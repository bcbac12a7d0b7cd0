//! SQL migration definitions for the TowScout database.
//!
//! Migrations are applied in order on database open. Each migration has a
//! version number and a set of SQL statements executed as a batch.

/// A database migration with a version and SQL statements.
pub(crate) struct Migration {
    pub version: u32,
    pub description: &'static str,
    pub sql: &'static str,
}

/// All migrations, in ascending version order.
pub(crate) fn all_migrations() -> Vec<Migration> {
    vec![Migration {
        version: 1,
        description: "Initial schema: zones, companies, enrichment_snapshots, crawl_runs",
        sql: r#"
-- Schema version tracking
CREATE TABLE IF NOT EXISTS schema_migrations (
    version    INTEGER PRIMARY KEY,
    applied_at TEXT NOT NULL DEFAULT (datetime('now'))
);

-- Geographic targeting zones
CREATE TABLE IF NOT EXISTS zones (
    id         TEXT PRIMARY KEY,
    name       TEXT NOT NULL,
    state      TEXT,
    active     INTEGER NOT NULL DEFAULT 1,
    created_at TEXT NOT NULL,
    updated_at TEXT NOT NULL
);

-- Discovered businesses
CREATE TABLE IF NOT EXISTS companies (
    id                    TEXT PRIMARY KEY,
    zone_id               TEXT NOT NULL REFERENCES zones(id),
    name                  TEXT NOT NULL,
    listing_key           TEXT NOT NULL UNIQUE,
    phone                 TEXT,
    email                 TEXT,
    website               TEXT,
    profile_url           TEXT,
    address_street        TEXT,
    address_city          TEXT,
    address_state         TEXT,
    address_zip           TEXT,
    rating                REAL,
    review_count          INTEGER,
    listing_hours         TEXT,
    website_hours         TEXT,
    has_impound           INTEGER,
    impound_confidence    REAL,
    fleet_size            TEXT,
    website_scrape_status TEXT,
    website_scraped_at    TEXT,
    website_scrape_error  TEXT,
    website_content_hash  TEXT,
    stage                 TEXT NOT NULL DEFAULT 'initial',
    created_at            TEXT NOT NULL,
    updated_at            TEXT NOT NULL
);

CREATE INDEX IF NOT EXISTS idx_companies_zone ON companies(zone_id);
CREATE INDEX IF NOT EXISTS idx_companies_stage ON companies(stage);
CREATE INDEX IF NOT EXISTS idx_companies_scraped_at ON companies(website_scraped_at);

-- Append-only enrichment audit trail
CREATE TABLE IF NOT EXISTS enrichment_snapshots (
    id         TEXT PRIMARY KEY,
    company_id TEXT NOT NULL REFERENCES companies(id) ON DELETE CASCADE,
    payload    TEXT NOT NULL,
    source     TEXT NOT NULL,
    created_at TEXT NOT NULL
);

CREATE INDEX IF NOT EXISTS idx_snapshots_company ON enrichment_snapshots(company_id);

-- Crawl invocation audit
CREATE TABLE IF NOT EXISTS crawl_runs (
    id          TEXT PRIMARY KEY,
    zone_id     TEXT NOT NULL REFERENCES zones(id),
    query       TEXT NOT NULL,
    started_at  TEXT NOT NULL,
    finished_at TEXT,
    stats_json  TEXT
);

CREATE INDEX IF NOT EXISTS idx_crawl_runs_zone ON crawl_runs(zone_id);

INSERT INTO schema_migrations (version) VALUES (1);
"#,
    }]
}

■ TASK DETAILS: Repeat the lines above with every word intact.

■ TASK RESULT:
repository bcbac12a7d0b7cd0
//! SQL migration definitions for the TowScout database.
//!
//! Migrations are applied in order on database open. Each migration has a
//! version number and a set of SQL statements executed as a batch.

/// A database migration with a version and SQL statements.
pub(crate) struct Migration {
    pub version: u32,
    pub description: &'static str,
    pub sql: &'static str,
}

/// All migrations, in ascending version order.
pub(crate) fn all_migrations() -> Vec<Migration> {
    vec![Migration {
        version: 1,
        description: "Initial schema: zones, companies, enrichment_snapshots, crawl_runs",
        sql: r#"
-- Schema version tracking
CREATE TABLE IF NOT EXISTS schema_migrations (
    version    INTEGER PRIMARY KEY,
    applied_at TEXT NOT NULL DEFAULT (datetime('now'))
);

-- Geographic targeting zones
CREATE TABLE IF NOT EXISTS zones (
    id         TEXT PRIMARY KEY,
    name       TEXT NOT NULL,
    state      TEXT,
    active     INTEGER NOT NULL DEFAULT 1,
    created_at TEXT NOT NULL,
    updated_at TEXT NOT NULL
);

-- Discovered businesses
CREATE TABLE IF NOT EXISTS companies (
    id                    TEXT PRIMARY KEY,
    zone_id               TEXT NOT NULL REFERENCES zones(id),
    name                  TEXT NOT NULL,
    listing_key           TEXT NOT NULL UNIQUE,
    phone                 TEXT,
    email                 TEXT,
    website               TEXT,
    profile_url           TEXT,
    address_street        TEXT,
    address_city          TEXT,
    address_state         TEXT,
    address_zip           TEXT,
    rating                REAL,
    review_count          INTEGER,
    listing_hours         TEXT,
    website_hours         TEXT,
    has_impound           INTEGER,
    impound_confidence    REAL,
    fleet_size            TEXT,
    website_scrape_status TEXT,
    website_scraped_at    TEXT,
    website_scrape_error  TEXT,
    website_content_hash  TEXT,
    stage                 TEXT NOT NULL DEFAULT 'initial',
    created_at            TEXT NOT NULL,
    updated_at            TEXT NOT NULL
);

CREATE INDEX IF NOT EXISTS idx_companies_zone ON companies(zone_id);
CREATE INDEX IF NOT EXISTS idx_companies_stage ON companies(stage);
CREATE INDEX IF NOT EXISTS idx_companies_scraped_at ON companies(website_scraped_at);

-- Append-only enrichment audit trail
CREATE TABLE IF NOT EXISTS enrichment_snapshots (
    id         TEXT PRIMARY KEY,
    company_id TEXT NOT NULL REFERENCES companies(id) ON DELETE CASCADE,
    payload    TEXT NOT NULL,
    source     TEXT NOT NULL,
    created_at TEXT NOT NULL
);

CREATE INDEX IF NOT EXISTS idx_snapshots_company ON enrichment_snapshots(company_id);

-- Crawl invocation audit
CREATE TABLE IF NOT EXISTS crawl_runs (
    id          TEXT PRIMARY KEY,
    zone_id     TEXT NOT NULL REFERENCES zones(id),
    query       TEXT NOT NULL,
    started_at  TEXT NOT NULL,
    finished_at TEXT,
    stats_json  TEXT
);

CREATE INDEX IF NOT EXISTS idx_crawl_runs_zone ON crawl_runs(zone_id);

INSERT INTO schema_migrations (version) VALUES (1);
"#,
    }]
}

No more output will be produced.